Para as mães com carteira assinada, o valor do benefício é o mesmo da sua remuneração integral.  Da mesma forma, as empregadas domésticas recebem a licença-maternidade com o valor correspondente ao seu último salário, desde que esteja dentro do teto do INSS.

Já para as contribuintes individuais e facultativas, o salário-maternidade tem um valor baseado na soma dos últimos 12 salários.

Contudo, nos demais casos o benefício fica igual à um salário-mínimo.

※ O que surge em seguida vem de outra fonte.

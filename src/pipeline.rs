//! Ordered layer registry and the translate execution loop (spec.md §4.6).

use std::time::{Duration, Instant};

use tracing::{debug, warn};

use crate::context::Context;
use crate::layer::{process_with_metrics, Layer, LayerStats};
use crate::model::{LayerDebugInfo, LayerOutcome, LayerResult};

struct RegisteredLayer {
    layer: Box<dyn Layer>,
    stats: LayerStats,
    enabled: bool,
}

/// Holds every layer sorted by ascending priority (ties broken by
/// registration order) and runs a request through all enabled ones.
pub struct Pipeline {
    layers: Vec<RegisteredLayer>,
}

pub struct PipelineRun {
    pub text: String,
    pub debug_infos: Vec<LayerDebugInfo>,
    pub confidences: Vec<f32>,
    pub timed_out: bool,
}

impl Pipeline {
    #[must_use]
    pub fn new() -> Self {
        Self { layers: Vec::new() }
    }

    /// Layers are kept in registration order within a priority tier; the
    /// final ordering is a stable sort by priority (spec.md §4.6).
    pub fn register(&mut self, layer: Box<dyn Layer>) {
        self.layers.push(RegisteredLayer {
            layer,
            stats: LayerStats::new(),
            enabled: true,
        });
        self.layers.sort_by_key(|r| r.layer.priority());
    }

    pub fn set_enabled(&mut self, layer_name: &str, enabled: bool) {
        if let Some(r) = self.layers.iter_mut().find(|r| r.layer.name() == layer_name) {
            r.enabled = enabled;
        }
    }

    pub fn layer_stats(&self) -> Vec<(String, crate::layer::LayerStatsSnapshot)> {
        self.layers
            .iter()
            .map(|r| (r.layer.name().to_string(), r.stats.snapshot()))
            .collect()
    }

    /// Zeroes every layer's statistics counters (spec.md §6 `reset()`).
    pub fn reset_stats(&self) {
        for registered in &self.layers {
            registered.stats.reset();
        }
    }

    /// Runs `original_text` through every enabled layer in priority order.
    /// `deadline` is checked between layers only, never mid-layer (spec.md §5).
    pub fn run(&self, original_text: &str, context: &mut Context, deadline: Option<Instant>) -> PipelineRun {
        let mut current_text = original_text.to_string();
        let mut debug_infos = Vec::new();
        let mut confidences = Vec::new();
        let mut timed_out = false;

        for registered in &self.layers {
            if let Some(deadline) = deadline {
                if Instant::now() >= deadline {
                    timed_out = true;
                    warn!(layer = registered.layer.name(), "pipeline deadline exceeded before layer ran");
                    break;
                }
            }

            if !registered.enabled {
                continue;
            }

            if !registered.layer.can_handle(&current_text, context) {
                let mut debug_info = LayerDebugInfo {
                    layer_name: registered.layer.name().to_string(),
                    is_successful: true,
                    ..Default::default()
                };
                debug_info.warnings.push("skipped: can_handle() returned false".to_string());
                registered.stats.record_skip();
                debug_infos.push(debug_info);
                continue;
            }

            let result = process_with_metrics(registered.layer.as_ref(), &registered.stats, &current_text, context);
            debug!(
                layer = registered.layer.name(),
                outcome = ?result.outcome,
                confidence = result.confidence,
                "layer processed"
            );

            debug_infos.push(result.debug_info.clone());

            match result.outcome {
                LayerOutcome::Success => {
                    current_text = result.processed_text;
                    confidences.push(result.confidence);
                }
                LayerOutcome::NoChange => {}
                LayerOutcome::Error => {
                    // LayerError never aborts the pipeline (spec.md §7): the
                    // original (pre-layer) text is kept and execution moves on.
                    warn!(layer = registered.layer.name(), error = ?result.error_message, "layer error, continuing");
                }
            }
        }

        PipelineRun {
            text: current_text,
            debug_infos,
            confidences,
            timed_out,
        }
    }
}

impl Default for Pipeline {
    fn default() -> Self {
        Self::new()
    }
}

#[must_use]
pub fn timeout_deadline(timeout: Option<Duration>) -> Option<Instant> {
    timeout.map(|d| Instant::now() + d)
}

#[cfg(test)]
mod tests {
    use super::*;
    use crate::layer::{LayerPriority, LayerStatsSnapshot};

    struct UppercaseLayer;
    impl Layer for UppercaseLayer {
        fn name(&self) -> &str {
            "uppercase"
        }
        fn description(&self) -> &str {
            "test"
        }
        fn priority(&self) -> LayerPriority {
            LayerPriority::Grammar
        }
        fn process(&self, text: &str, _context: &mut Context) -> LayerResult {
            LayerResult::success(text.to_uppercase(), 1.0, LayerDebugInfo::default())
        }
        fn stats(&self) -> LayerStatsSnapshot {
            LayerStatsSnapshot::default()
        }
    }

    struct NoopLayer;
    impl Layer for NoopLayer {
        fn name(&self) -> &str {
            "noop"
        }
        fn description(&self) -> &str {
            "test"
        }
        fn priority(&self) -> LayerPriority {
            LayerPriority::PostProcessing
        }
        fn process(&self, text: &str, _context: &mut Context) -> LayerResult {
            LayerResult::no_change(text, LayerDebugInfo::default())
        }
        fn stats(&self) -> LayerStatsSnapshot {
            LayerStatsSnapshot::default()
        }
    }

    #[test]
    fn runs_layers_in_priority_order_and_advances_text() {
        let mut pipeline = Pipeline::new();
        pipeline.register(Box::new(NoopLayer));
        pipeline.register(Box::new(UppercaseLayer));
        let mut ctx = Context::new("en", "ru");
        let run = pipeline.run("hello", &mut ctx, None);
        assert_eq!(run.text, "HELLO");
        assert!(!run.timed_out);
        assert_eq!(run.debug_infos.len(), 2);
    }

    #[test]
    fn disabled_layer_is_skipped() {
        let mut pipeline = Pipeline::new();
        pipeline.register(Box::new(UppercaseLayer));
        pipeline.set_enabled("uppercase", false);
        let mut ctx = Context::new("en", "ru");
        let run = pipeline.run("hello", &mut ctx, None);
        assert_eq!(run.text, "hello");
    }

    #[test]
    fn expired_deadline_halts_before_remaining_layers() {
        let mut pipeline = Pipeline::new();
        pipeline.register(Box::new(UppercaseLayer));
        let mut ctx = Context::new("en", "ru");
        let past_deadline = Instant::now() - Duration::from_secs(1);
        let run = pipeline.run("hello", &mut ctx, Some(past_deadline));
        assert!(run.timed_out);
        assert_eq!(run.text, "hello");
    }
}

Aliás, não há benefício inferior a este valor.

Quem paga a licença-maternidade?

Mulheres com carteira assinada, recebem pela própria empresa, que posteriormente, recebe o valor referido do INSS. Demais casos, o pagamento fica por conta direta do instituto.  

Quem tem mais de um emprego com carteira assinada tem o direito de receber o benefício referente todas as atuações.

Você conhece o Programa Empresa Cidadã?

O Programa Empresa Cidadã, mantido pela Receita Federal, concede benefícios fiscais à empresa que aderem ao Programa, possibilitando o prolongamento, por até 60 dias, da licença-maternidade.

Isso, desde que o pedido de prolongamento seja feito até o final do primeiro mês de vida do bebê.  

O benefício também se aplica para casos de adoção e guarda judicial. Além disso, o Programa também incentiva a licença-paternidade.

O programa foi criado em 2008 e regulamentado em 2009. Desde então, é o Governo Federal que arca com os custos adicionais causados pela extensão da licença-maternidade.

Conheça também a licença amamentação

Ainda de acordo com a CLT, toda mãe, biológica ou adotiva, tem o direito de parar o trabalho por meia hora, duas vezes ao dia, para amamentar, até seu filho completar seis meses de vida.

Teoricamente, tais intervalos, resulta em 15 dias corridos, que podem ser integrados ao período de afastamento da licença-maternidade.  

Também é possível, dependendo do caso, reduzir a jornada de trabalho em uma hora, ao invés de aderir às pausas da licença amamentação.

Mulher grávida pode ser demitida?

Desde o momento de descoberta da gravidez, a mulher tem garantia de estabilidade no trabalho, que se estende até cinco meses após o parto ou adoção, incluindo o tempo da licença-maternidade.  

Caso uma mulher com carteira assinada seja demitida durante esse período, a empresa pode receber uma notificação para reempregar a profissional ou, até mesmo, pagar uma indenização que lhe garanta todos os seus direitos.  

Tais medida valem, inclusive, para mulheres em trabalho temporário ou em período de experiência.

Licença-maternidade e adoção de adolescentes 

Recentemente, a Comissão de Assuntos Sociais (CAS) aprovou o Projeto de Lei do Senado – PLS 143/2016, que dá o direito à licença-maternidade remunerada de 120 dias para os casos de adoção de adolescente de até 18 anos.

Até então, o benefício contemplava apenas adoções de crianças até 12 anos. A proposta ainda está em trâmite e aguarda análise da câmara dos Deputados.